Thanks, everyone! I appreciate the love.
Happygrunt wrote:I guess he could look where his shot is going, but I don't think that helmet would allow for that.
Yeah, the horns on that helmet made the head surprisingly unposeable.
To be fair, though, he is looking at where he's shooting, assuming he's shooting the heavy flamer on the power fist. Or that he's looking at what he's about to grab by the face with said powerfist. I was kind of trying to have him looking the opposite direction of the way the normal hellbrute looks. The angry stare fire from the hip look never seemed quite right to me.
Talizvar wrote:This is great since it looks like a go-between for the old metal dreadnaughts and the new organic looking hellbrute. I am always looking for ways to create a "transition" model between differing styles of old and new models to "explain" the varying age of them.
Yeah, and that's a bit difficult.
Honestly, if I were making a hellbrute for myself, I'd start with a regular
SM dreadnought and make it look fleshy, rather than taking something that looks too fleshy and trying to make it more mechanical. The thing that's really annoying is that all of the demon engines (which the hellbrute isn't...) all have a mix of machine and flesh, but the other engines still look more machines than flesh. I'd think a spiky dreadnought with some GSed flesh would look closer to a maulerfiend than what we have now, which actually looks closer to a spawn or possessed model, if you ask me.
-DE- wrote:Very nice conversion. Skin could've used more saturation, though.

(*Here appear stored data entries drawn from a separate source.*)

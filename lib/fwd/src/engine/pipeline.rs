// This Source Code Form is subject to the terms of the Mozilla Public
// License, v. 2.0. If a copy of the MPL was not distributed with this
// file, You can obtain one at https://mozilla.org/MPL/2.0/.

// Copyright 2025 Oxide Computer Company

//! The action pipeline.
//!
//! A pipeline runs an action sequence against one packet. Each action
//! returns a state and, optionally, a continuation: a further sequence
//! to run ahead of the actions that follow it. Continuations are kept
//! on a stack of shared sub-sequences rather than spliced into a new
//! flat list, so a splice costs one push regardless of how much work
//! remains.
//!
//! Actions flagged on-evaluate are deferred while the top-level
//! sequence runs. When an action returns [`State::Evaluate`] the
//! deferred actions run, in the order they were met, as a nested pass
//! in which on-evaluate flags are ignored and a further `Evaluate`
//! counts as `Continue`. The state of that pass becomes the state of
//! the evaluating action.
//!
//! Every invocation counts against [`MAX_ACTIONS`]. The packet is
//! dropped once the bound is reached.

use super::action::ActionAttr;
use super::action::ActionList;
use super::action::Outcome;
use super::counter::CounterSink;
use super::packet::Packet;
use crate::api::State;
use thiserror::Error;

/// The most action invocations one packet may cost.
pub const MAX_ACTIONS: usize = 100;

#[derive(Clone, Copy, Debug, Eq, Error, PartialEq)]
pub enum PipelineError {
    #[error("action limit of {0} reached")]
    ActionLimit(usize),
}

/// The result of a pipeline run.
#[derive(Clone, Debug, Eq, PartialEq)]
pub struct Verdict {
    /// One of `Drop`, `Consume`, `Output` or `Continue`.
    pub state: State,
    /// The number of action invocations.
    pub executed: usize,
    pub error: Option<PipelineError>,
}

struct Pipeline<'a> {
    counters: &'a dyn CounterSink,
    executed: usize,
    deferred: Vec<ActionAttr>,
}

impl Pipeline<'_> {
    fn run(
        &mut self,
        pkt: &mut Packet,
        seq: ActionList,
        top: bool,
    ) -> Result<State, PipelineError> {
        let mut stack: Vec<(ActionList, usize)> = vec![(seq, 0)];

        while let Some((list, curr)) = stack.last_mut() {
            let attr = list.get(*curr).cloned();
            *curr += 1;
            let Some(attr) = attr else {
                stack.pop();
                continue;
            };

            if top && attr.on_evaluate() {
                self.deferred.push(attr);
                continue;
            }

            let Outcome { next, state } = attr.action().process(pkt, self.counters);
            self.executed += 1;
            if self.executed >= MAX_ACTIONS {
                return Err(PipelineError::ActionLimit(MAX_ACTIONS));
            }

            let state = match state {
                State::Evaluate if top => {
                    let deferred: ActionList =
                        core::mem::take(&mut self.deferred).into();
                    self.run(pkt, deferred, false)?
                }
                State::Evaluate => State::Continue,
                s => s,
            };

            if state != State::Continue {
                return Ok(state);
            }

            if let Some(next) = next.filter(|n| !n.is_empty()) {
                stack.push((next, 0));
            }
        }

        Ok(State::Continue)
    }
}

/// Run `actions` against `pkt`, reporting how the run went.
pub fn evaluate(
    pkt: &mut Packet,
    actions: &ActionList,
    counters: &dyn CounterSink,
) -> Verdict {
    let mut p = Pipeline { counters, executed: 0, deferred: vec![] };

    match p.run(pkt, actions.clone(), true) {
        Ok(state) => Verdict { state, executed: p.executed, error: None },
        Err(e) => {
            pkt.log_error(format!("pipeline: {e}"));
            Verdict { state: State::Drop, executed: p.executed, error: Some(e) }
        }
    }
}

/// Run `actions` against `pkt` and return its final state.
pub fn process_pipeline(
    pkt: &mut Packet,
    actions: &ActionList,
    counters: &dyn CounterSink,
) -> State {
    evaluate(pkt, actions, counters).state
}
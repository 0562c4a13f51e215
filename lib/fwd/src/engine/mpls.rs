// This Source Code Form is subject to the terms of the Mozilla Public
// License, v. 2.0. If a copy of the MPL was not distributed with this
// file, You can obtain one at https://mozilla.org/MPL/2.0/.

// Copyright 2025 Oxide Computer Company

//! MPLS label stacks (RFC 3032).
//!
//! Each entry is a 32-bit word: a 20-bit label, 3 bits of traffic
//! class, the bottom-of-stack bit, and an 8-bit TTL.

use super::frame::BitField;
use super::frame::FieldView;
use super::frame::FieldViewMut;
use super::frame::Frame;
use super::headers::FieldError;
use super::headers::Handler;
use super::headers::HeaderError;
use super::headers::HeaderHandler;
use super::headers::ParseError;
use super::headers::apply_bits;
use super::headers::get_bits;
use crate::api::FieldNum;
use crate::api::FieldOp;
use crate::api::HeaderKind;
use crate::api::Instance;


pub const MPLS_ENTRY_SZ: usize = 4;
pub const DEF_MPLS_TTL: u64 = 64;

const LABEL: BitField = BitField::new(12, 20);
const TC: BitField = BitField::new(9, 3);
const BOS: BitField = BitField::new(8, 1);
const TTL: BitField = BitField::new(0, 8);

type Entry = [u8; MPLS_ENTRY_SZ];

/// A label stack, outermost entry first.
#[derive(Clone, Debug)]
pub struct Mpls {
    stack: Vec<Entry>,
}

impl Default for Mpls {
    fn default() -> Self {
        let mut entry = [0; MPLS_ENTRY_SZ];
        let mut view = FieldViewMut::new(&mut entry);
        view.set_bits(BOS, 1);
        view.set_bits(TTL, DEF_MPLS_TTL);
        Self { stack: vec![entry] }
    }
}

pub fn parse(
    frame: &mut Frame<'_>,
    _kind: HeaderKind,
) -> Result<(Handler, HeaderKind), ParseError> {
    let mut stack = vec![];

    loop {
        let bytes = frame.read_header(MPLS_ENTRY_SZ)?;
        let entry: Entry = [bytes[0], bytes[1], bytes[2], bytes[3]];
        stack.push(entry);
        if FieldView::new(&entry).bits(BOS) == 1 {
            break;
        }
    }

    Ok((Handler::Mpls(Mpls { stack }), HeaderKind::Opaque))
}

pub fn add(_kind: HeaderKind) -> Result<Handler, HeaderError> {
    Ok(Handler::Mpls(Mpls::default()))
}

impl Mpls {
    pub fn depth(&self) -> usize {
        self.stack.len()
    }

    pub fn label(&self, idx: usize) -> Option<u32> {
        let entry = self.stack.get(idx)?;
        u32::try_from(FieldView::new(entry).bits(LABEL)).ok()
    }

    fn entry(&self, num: FieldNum, instance: Instance) -> Result<usize, FieldError> {
        instance
            .resolve(self.stack.len())
            .ok_or_else(|| FieldError::no_field(num, instance))
    }
}

fn layout(num: FieldNum) -> Option<(BitField, usize)> {
    match num {
        FieldNum::MplsLabel => Some((LABEL, 4)),
        FieldNum::MplsTc => Some((TC, 1)),
        FieldNum::MplsTtl => Some((TTL, 1)),
        _ => None,
    }
}

impl HeaderHandler for Mpls {
    fn kind(&self, instance: Instance) -> Option<HeaderKind> {
        instance.resolve(self.stack.len()).map(|_| HeaderKind::Mpls)
    }

    fn len(&self) -> usize {
        MPLS_ENTRY_SZ * self.stack.len()
    }

    fn emit(&self, out: &mut Vec<u8>) {
        for entry in &self.stack {
            out.extend_from_slice(entry);
        }
    }

    fn get(
        &self,
        num: FieldNum,
        instance: Instance,
    ) -> Result<Vec<u8>, FieldError> {
        let (bits, width) =
            layout(num).ok_or_else(|| FieldError::no_field(num, instance))?;
        let idx = self.entry(num, instance)?;
        Ok(get_bits(&self.stack[idx], bits, width))
    }

    fn update(
        &mut self,
        num: FieldNum,
        instance: Instance,
        op: FieldOp,
        arg: &[u8],
    ) -> Result<bool, FieldError> {
        let (bits, width) =
            layout(num).ok_or_else(|| FieldError::no_field(num, instance))?;
        let idx = self.entry(num, instance)?;
        apply_bits(&mut self.stack[idx], bits, width, op, arg);
        Ok(true)
    }

    fn reload(&mut self, bytes: &[u8]) -> bool {
        let mut frame = Frame::new(bytes);
        match parse(&mut frame, HeaderKind::Mpls) {
            Ok((Handler::Mpls(mpls), _))
                if frame.is_empty() && mpls.depth() == self.depth() =>
            {
                self.stack = mpls.stack;
                true
            }
            _ => false,
        }
    }

    /// Push a new outermost entry, inheriting the TTL of the current
    /// outermost.
    fn modify(&mut self, kind: HeaderKind) -> Result<(), HeaderError> {
        if kind != HeaderKind::Mpls {
            return Err(HeaderError::DoubleEncap(kind));
        }

        let ttl = self
            .stack
            .first()
            .map(|e| FieldView::new(e).bits(TTL))
            .unwrap_or(DEF_MPLS_TTL);

        let mut entry = [0; MPLS_ENTRY_SZ];
        FieldViewMut::new(&mut entry).set_bits(TTL, ttl);
        self.stack.insert(0, entry);
        Ok(())
    }

    /// Pop the outermost entry.
    fn remove(&mut self, kind: HeaderKind) -> Result<bool, HeaderError> {
        if kind != HeaderKind::Mpls {
            return Err(HeaderError::WrongOutermost {
                want: kind,
                found: HeaderKind::Mpls,
            });
        }
        if !self.stack.is_empty() {
            self.stack.remove(0);
        }
        Ok(self.stack.is_empty())
    }
}

#[cfg(test)]
mod test {
    use super::*;

    #[rustfmt::skip]
    const TWO_LABELS: [u8; 10] = [
        // label 16, tc 0, ttl 64
        0x00, 0x01, 0x00, 0x40,
        // label 17, tc 5, bos, ttl 63
        0x00, 0x01, 0x1b, 0x3f,
        // payload
        0xde, 0xad,
    ];

    #[test]
    fn walk_to_bottom_of_stack() {
        let mut frame = Frame::new(&TWO_LABELS);
        let (h, next) = parse(&mut frame, HeaderKind::Mpls).unwrap();
        let Handler::Mpls(mpls) = h else { panic!("not mpls") };
        assert_eq!(next, HeaderKind::Opaque);
        assert_eq!(frame.len(), 2);
        assert_eq!(mpls.depth(), 2);
        assert_eq!(mpls.label(0), Some(16));
        assert_eq!(mpls.label(1), Some(17));
        assert_eq!(mpls.get(FieldNum::MplsTc, Instance::LAST).unwrap(), vec![5]);
        assert_eq!(mpls.get(FieldNum::MplsTtl, Instance::FIRST).unwrap(), vec![64]);
        assert_eq!(
            mpls.get(FieldNum::MplsLabel, Instance::new(1)).unwrap(),
            vec![0, 0, 0, 17]
        );
    }

    #[test]
    fn missing_bottom_of_stack() {
        assert!(matches!(
            parse(&mut Frame::new(&TWO_LABELS[..4]), HeaderKind::Mpls),
            Err(ParseError::Read(_))
        ));
    }

    #[test]
    fn push_and_pop() {
        let (h, _) = parse(&mut Frame::new(&TWO_LABELS), HeaderKind::Mpls).unwrap();
        let Handler::Mpls(mut mpls) = h else { panic!("not mpls") };

        mpls.modify(HeaderKind::Mpls).unwrap();
        mpls.update(FieldNum::MplsLabel, Instance::FIRST, FieldOp::Set, &[0x03, 0xE8])
            .unwrap();
        assert_eq!(mpls.depth(), 3);
        assert_eq!(mpls.label(0), Some(1000));

        let mut out = vec![];
        mpls.emit(&mut out);
        assert_eq!(out[..4], [0x00, 0x3E, 0x80, 0x40]);

        assert_eq!(mpls.remove(HeaderKind::Mpls), Ok(false));
        assert_eq!(mpls.remove(HeaderKind::Mpls), Ok(false));
        assert_eq!(mpls.remove(HeaderKind::Mpls), Ok(true));
    }

    #[test]
    fn synthesized_entry() {
        let Handler::Mpls(mpls) = add(HeaderKind::Mpls).unwrap() else {
            panic!("not mpls");
        };
        let mut out = vec![];
        mpls.emit(&mut out);
        assert_eq!(out, vec![0x00, 0x00, 0x01, 0x40]);
    }
}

I hate to say this, but it actually does have a bit more. The problem was that I took this picture outside, and the camera slightly blue-tinted everything, despite being set out outside color balance. The problem, of course, was that I couldn't easily un-tint the blue of the skin without un-tinting the blue of the armor. The actual skin color is still pretty grey, but it's a grey that fades into a mix of black and dark flesh, which is a pretty reddish brown color.
-DE- wrote:Oh, and one more thing - why do people take the stuff projecting from its side for horns? Those aren't horns, those are tongues! Lashing out from a demonic maw.
Then why do they look like horns?
It looks more like a maw full of oversized teeth than something that will lick you if you get too close...
Deiyos wrote:What is the white material you used around the head and on the shoulder area called?
That, my friend, is mere plasticard. In the states we call it "sheet styrene". It's more or less a thin, well, sheet of PVC. I get mine from the local hardware store, usually, or there's a small plastic supply shop (they make like sneeze guards for local restaurants, and the like) where I can by huge sheets of the stuff when I'm doing big projects, like terrain.
It's pretty cheap, and it's easy to cut with an xacto knife blade.
The rivets were made out of the same material but put into rod form. People who make model trains use this kind of material all the time, and make all sorts of interesting stuff for it. One of the biggest suppliers is Plastruct. Go to your local hobby store (that sells parts for model trains) and look for the obnoxious construction orange packaging.